### BRIEF
Filter these entries down to the lines that hold the word "Option", and show each of them.
(SOURCE MATERIAL Opens)
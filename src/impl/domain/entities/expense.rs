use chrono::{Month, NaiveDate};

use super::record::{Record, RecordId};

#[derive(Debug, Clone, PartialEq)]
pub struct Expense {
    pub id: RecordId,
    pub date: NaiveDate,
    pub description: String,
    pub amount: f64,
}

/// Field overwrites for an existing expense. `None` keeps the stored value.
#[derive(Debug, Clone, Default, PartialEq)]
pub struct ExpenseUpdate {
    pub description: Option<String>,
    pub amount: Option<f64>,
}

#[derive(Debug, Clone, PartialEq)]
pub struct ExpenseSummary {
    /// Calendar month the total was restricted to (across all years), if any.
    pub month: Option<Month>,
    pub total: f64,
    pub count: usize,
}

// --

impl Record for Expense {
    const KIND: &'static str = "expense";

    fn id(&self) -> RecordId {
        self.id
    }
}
(SOURCE MATERIAL Closes)
(SOURCE MATERIAL Opens)
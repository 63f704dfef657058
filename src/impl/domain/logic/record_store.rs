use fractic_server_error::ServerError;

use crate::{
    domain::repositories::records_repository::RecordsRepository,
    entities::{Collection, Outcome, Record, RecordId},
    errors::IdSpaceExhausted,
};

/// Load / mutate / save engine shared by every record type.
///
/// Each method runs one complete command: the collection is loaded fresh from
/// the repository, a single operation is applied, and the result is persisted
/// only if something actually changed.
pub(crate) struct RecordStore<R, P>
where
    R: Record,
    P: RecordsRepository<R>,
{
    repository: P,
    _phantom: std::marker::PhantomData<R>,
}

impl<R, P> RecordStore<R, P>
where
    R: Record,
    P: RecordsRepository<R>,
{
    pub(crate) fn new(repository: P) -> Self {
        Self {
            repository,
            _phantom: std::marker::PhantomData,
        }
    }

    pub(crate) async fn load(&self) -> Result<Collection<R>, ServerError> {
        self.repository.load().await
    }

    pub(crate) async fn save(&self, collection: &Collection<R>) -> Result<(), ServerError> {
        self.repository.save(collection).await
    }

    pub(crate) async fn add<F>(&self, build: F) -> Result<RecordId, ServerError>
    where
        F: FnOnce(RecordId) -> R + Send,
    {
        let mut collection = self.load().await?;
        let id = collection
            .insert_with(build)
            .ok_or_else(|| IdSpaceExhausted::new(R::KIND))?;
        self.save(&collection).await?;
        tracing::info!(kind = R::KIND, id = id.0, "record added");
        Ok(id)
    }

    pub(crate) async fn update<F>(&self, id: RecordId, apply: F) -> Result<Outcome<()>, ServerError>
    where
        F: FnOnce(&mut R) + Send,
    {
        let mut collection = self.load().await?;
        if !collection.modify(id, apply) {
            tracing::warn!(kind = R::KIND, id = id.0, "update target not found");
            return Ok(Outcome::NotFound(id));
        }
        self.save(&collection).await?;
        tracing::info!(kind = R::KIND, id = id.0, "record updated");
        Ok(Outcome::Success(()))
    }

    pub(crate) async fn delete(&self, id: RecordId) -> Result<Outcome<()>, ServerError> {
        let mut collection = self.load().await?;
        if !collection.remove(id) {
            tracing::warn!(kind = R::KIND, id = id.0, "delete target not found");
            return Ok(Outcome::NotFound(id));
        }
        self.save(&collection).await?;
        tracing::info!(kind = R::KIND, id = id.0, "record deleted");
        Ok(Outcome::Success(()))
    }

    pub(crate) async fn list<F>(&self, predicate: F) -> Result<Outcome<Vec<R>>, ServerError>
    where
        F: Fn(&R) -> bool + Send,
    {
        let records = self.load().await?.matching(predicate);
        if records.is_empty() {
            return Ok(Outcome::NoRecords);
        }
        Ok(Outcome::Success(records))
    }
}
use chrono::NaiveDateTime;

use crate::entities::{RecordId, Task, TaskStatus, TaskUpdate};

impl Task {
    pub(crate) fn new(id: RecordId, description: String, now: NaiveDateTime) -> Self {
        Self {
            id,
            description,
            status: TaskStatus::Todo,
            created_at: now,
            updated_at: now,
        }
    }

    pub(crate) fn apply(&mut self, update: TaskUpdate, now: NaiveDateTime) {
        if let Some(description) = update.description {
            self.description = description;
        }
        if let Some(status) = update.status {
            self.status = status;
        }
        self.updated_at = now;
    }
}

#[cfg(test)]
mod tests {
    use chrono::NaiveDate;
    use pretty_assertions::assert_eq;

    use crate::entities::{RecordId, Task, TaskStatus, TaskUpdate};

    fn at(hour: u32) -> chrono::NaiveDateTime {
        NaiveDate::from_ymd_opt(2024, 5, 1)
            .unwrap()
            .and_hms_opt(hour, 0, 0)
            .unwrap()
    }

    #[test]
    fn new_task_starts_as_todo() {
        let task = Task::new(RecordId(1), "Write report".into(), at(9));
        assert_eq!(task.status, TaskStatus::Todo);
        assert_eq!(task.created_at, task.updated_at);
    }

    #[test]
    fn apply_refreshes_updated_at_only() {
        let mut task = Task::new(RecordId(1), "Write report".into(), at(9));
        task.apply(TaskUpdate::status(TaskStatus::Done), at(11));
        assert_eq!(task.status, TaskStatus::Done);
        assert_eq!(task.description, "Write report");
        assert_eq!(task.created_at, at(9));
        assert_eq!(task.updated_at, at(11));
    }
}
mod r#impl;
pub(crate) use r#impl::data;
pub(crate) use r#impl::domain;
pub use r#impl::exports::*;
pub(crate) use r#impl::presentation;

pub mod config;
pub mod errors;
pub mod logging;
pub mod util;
(SOURCE MATERIAL Closes)
### REPLY
    pub description: Option<String>,
    pub amount: Option<f64>,
    pub month: Option<Month>,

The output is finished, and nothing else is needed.